[GIVEN DATA]

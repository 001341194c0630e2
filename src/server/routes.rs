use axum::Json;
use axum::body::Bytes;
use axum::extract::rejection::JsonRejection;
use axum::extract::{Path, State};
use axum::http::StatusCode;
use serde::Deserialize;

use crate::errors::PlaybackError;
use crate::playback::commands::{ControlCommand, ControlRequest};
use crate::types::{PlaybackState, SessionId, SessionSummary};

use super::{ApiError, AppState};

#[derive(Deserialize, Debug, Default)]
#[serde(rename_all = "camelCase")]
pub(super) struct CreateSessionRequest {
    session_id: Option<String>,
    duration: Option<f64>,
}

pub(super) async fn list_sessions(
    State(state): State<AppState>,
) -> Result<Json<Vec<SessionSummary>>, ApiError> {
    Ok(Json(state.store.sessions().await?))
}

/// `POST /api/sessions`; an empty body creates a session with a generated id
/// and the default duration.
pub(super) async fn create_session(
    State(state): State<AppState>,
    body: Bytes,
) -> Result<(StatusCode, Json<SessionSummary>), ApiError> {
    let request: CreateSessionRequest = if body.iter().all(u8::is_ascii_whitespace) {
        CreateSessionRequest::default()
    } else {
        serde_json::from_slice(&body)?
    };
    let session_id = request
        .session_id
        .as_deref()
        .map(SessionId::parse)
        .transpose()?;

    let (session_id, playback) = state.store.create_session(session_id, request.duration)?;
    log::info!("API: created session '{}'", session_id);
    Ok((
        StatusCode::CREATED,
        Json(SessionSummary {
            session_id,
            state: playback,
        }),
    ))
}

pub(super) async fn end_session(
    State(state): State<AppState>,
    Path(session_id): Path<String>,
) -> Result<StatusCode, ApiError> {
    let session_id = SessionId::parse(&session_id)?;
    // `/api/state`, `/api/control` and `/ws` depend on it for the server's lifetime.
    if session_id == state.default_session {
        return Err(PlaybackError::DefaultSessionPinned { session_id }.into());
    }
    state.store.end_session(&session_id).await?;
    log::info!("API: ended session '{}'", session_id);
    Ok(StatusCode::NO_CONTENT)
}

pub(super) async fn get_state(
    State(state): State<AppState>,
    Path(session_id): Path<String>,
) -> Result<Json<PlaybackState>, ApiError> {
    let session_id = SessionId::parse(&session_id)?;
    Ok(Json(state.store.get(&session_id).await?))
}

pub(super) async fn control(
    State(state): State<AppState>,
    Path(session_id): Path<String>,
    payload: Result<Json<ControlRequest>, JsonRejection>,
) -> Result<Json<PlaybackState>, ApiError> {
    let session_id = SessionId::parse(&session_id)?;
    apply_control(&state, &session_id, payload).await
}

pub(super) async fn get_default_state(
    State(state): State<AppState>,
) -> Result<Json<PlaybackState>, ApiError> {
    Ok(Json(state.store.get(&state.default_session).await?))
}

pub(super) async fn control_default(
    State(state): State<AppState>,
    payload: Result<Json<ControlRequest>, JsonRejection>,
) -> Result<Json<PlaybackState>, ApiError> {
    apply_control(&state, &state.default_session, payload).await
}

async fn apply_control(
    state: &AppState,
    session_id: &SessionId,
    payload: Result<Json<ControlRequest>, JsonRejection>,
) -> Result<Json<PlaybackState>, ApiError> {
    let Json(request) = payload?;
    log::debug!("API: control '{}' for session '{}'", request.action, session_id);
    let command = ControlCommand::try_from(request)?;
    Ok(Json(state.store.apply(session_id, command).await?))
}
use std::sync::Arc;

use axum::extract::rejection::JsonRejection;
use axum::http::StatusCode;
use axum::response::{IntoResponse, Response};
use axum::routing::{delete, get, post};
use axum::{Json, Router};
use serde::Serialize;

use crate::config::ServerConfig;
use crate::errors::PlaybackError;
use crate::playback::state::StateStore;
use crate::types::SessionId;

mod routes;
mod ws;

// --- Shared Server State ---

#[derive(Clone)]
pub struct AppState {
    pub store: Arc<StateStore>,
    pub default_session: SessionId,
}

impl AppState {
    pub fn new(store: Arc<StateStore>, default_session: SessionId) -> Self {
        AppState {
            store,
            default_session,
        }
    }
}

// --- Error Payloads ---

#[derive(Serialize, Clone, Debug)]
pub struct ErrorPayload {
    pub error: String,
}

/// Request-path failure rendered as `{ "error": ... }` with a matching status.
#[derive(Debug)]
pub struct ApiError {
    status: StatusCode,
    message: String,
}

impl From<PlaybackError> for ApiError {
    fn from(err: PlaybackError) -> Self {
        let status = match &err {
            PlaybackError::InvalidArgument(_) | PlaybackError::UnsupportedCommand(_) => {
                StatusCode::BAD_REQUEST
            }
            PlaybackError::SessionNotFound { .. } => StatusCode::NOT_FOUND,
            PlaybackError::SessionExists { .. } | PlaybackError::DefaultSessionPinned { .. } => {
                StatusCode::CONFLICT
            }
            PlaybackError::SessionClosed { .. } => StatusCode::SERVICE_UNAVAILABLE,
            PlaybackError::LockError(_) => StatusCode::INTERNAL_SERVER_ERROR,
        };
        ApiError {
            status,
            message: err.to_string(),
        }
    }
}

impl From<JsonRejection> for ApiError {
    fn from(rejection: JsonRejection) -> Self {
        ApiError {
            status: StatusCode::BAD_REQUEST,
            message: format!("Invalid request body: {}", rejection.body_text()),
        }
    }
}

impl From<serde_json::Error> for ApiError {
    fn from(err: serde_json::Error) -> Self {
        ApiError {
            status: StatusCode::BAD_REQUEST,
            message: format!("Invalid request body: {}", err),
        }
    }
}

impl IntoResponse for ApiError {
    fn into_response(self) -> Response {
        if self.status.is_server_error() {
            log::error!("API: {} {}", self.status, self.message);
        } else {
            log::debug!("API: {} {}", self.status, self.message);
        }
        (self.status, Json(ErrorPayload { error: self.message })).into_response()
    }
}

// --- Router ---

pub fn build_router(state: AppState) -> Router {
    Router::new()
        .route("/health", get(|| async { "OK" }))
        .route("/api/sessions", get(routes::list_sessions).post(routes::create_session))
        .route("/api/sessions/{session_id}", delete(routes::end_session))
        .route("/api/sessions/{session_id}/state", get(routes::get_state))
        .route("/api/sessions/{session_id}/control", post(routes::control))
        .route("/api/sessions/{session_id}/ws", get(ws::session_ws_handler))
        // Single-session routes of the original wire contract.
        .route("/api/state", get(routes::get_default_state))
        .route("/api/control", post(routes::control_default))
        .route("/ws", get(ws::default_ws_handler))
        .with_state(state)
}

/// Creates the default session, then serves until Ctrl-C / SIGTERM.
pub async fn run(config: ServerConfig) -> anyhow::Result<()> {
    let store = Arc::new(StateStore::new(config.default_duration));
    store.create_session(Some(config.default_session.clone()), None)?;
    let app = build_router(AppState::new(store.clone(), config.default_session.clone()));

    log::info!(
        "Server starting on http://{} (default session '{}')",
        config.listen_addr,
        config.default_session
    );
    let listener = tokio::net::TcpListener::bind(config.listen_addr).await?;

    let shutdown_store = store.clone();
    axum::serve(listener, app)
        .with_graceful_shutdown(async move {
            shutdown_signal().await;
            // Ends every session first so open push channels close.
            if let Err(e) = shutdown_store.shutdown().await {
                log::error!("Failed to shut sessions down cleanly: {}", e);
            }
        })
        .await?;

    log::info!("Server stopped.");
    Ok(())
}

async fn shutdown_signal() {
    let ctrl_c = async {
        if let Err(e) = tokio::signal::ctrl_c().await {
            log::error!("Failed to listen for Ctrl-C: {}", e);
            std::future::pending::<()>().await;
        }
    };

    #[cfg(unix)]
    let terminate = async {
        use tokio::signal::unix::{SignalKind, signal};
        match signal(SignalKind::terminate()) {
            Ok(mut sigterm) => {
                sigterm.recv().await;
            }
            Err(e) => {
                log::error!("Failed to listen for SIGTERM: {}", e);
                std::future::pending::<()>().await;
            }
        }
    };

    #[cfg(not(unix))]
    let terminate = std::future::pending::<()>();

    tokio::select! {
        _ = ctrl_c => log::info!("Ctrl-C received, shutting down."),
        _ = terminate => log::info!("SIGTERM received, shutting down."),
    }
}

[/GIVEN DATA]
[GIVEN DATA]

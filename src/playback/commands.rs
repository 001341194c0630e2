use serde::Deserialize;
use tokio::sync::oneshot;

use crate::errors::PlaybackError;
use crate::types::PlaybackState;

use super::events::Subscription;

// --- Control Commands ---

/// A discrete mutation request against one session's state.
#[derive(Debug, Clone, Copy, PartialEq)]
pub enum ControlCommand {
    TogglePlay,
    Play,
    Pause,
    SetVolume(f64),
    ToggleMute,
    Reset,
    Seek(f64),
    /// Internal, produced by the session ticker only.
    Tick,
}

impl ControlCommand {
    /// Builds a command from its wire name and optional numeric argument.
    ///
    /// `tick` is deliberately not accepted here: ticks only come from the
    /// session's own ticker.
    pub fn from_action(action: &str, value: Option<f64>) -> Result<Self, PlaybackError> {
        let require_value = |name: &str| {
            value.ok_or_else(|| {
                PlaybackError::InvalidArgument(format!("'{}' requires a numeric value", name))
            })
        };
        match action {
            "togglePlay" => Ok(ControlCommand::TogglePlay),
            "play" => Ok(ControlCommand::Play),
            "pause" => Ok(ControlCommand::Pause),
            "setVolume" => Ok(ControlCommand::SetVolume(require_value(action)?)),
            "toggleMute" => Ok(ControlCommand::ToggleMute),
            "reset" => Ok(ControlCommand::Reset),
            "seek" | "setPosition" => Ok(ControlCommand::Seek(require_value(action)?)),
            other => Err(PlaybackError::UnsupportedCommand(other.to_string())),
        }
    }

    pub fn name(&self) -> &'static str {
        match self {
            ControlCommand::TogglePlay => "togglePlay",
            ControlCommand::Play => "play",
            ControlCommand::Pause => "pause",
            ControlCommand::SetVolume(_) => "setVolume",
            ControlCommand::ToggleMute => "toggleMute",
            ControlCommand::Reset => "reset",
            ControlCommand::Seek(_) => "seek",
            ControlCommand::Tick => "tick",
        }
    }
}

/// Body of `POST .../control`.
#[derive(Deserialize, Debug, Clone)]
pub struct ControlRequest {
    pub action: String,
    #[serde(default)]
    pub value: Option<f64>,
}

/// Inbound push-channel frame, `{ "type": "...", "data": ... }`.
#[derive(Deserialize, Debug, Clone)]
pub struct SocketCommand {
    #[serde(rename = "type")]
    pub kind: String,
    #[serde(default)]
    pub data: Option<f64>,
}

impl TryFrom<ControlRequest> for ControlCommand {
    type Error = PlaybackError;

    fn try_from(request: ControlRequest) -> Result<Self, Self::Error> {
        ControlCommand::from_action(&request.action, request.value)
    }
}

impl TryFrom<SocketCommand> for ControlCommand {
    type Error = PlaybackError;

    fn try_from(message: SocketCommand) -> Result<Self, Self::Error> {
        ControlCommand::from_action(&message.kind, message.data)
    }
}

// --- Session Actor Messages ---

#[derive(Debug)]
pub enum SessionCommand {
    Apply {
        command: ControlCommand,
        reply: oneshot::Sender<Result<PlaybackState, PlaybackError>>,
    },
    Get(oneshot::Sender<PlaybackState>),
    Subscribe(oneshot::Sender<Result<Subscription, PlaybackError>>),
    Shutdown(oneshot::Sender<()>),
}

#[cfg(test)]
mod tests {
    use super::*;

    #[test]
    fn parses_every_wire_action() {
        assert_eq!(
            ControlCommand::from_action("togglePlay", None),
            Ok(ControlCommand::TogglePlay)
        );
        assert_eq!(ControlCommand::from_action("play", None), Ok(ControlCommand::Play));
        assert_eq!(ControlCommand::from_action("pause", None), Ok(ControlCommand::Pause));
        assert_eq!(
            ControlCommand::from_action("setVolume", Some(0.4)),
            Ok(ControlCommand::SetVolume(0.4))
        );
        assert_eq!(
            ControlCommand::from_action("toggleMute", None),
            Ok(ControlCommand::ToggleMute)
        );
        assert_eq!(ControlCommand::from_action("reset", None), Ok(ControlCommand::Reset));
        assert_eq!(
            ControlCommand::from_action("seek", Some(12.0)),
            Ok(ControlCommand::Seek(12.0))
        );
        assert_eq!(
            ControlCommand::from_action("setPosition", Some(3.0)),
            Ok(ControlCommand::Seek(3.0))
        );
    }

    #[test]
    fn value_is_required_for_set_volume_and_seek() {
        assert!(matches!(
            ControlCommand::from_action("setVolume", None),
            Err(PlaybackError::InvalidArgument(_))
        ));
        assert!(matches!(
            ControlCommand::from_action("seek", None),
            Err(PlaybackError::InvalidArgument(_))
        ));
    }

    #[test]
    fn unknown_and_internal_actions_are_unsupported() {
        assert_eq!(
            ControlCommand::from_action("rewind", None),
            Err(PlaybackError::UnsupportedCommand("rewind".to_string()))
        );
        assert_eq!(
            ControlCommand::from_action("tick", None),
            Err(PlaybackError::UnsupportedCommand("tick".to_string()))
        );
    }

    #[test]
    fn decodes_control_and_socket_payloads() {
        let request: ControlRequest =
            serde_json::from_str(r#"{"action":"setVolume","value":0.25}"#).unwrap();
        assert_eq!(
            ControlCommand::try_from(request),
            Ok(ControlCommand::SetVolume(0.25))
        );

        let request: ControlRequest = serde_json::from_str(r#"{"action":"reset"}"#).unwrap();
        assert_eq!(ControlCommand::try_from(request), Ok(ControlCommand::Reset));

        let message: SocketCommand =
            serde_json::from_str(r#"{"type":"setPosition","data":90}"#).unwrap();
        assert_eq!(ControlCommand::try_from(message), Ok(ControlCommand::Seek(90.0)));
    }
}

[/GIVEN DATA]

PROMPT
Count the lines above that include the word "impl". Reply with that number alone.

RESPONSE AREA
8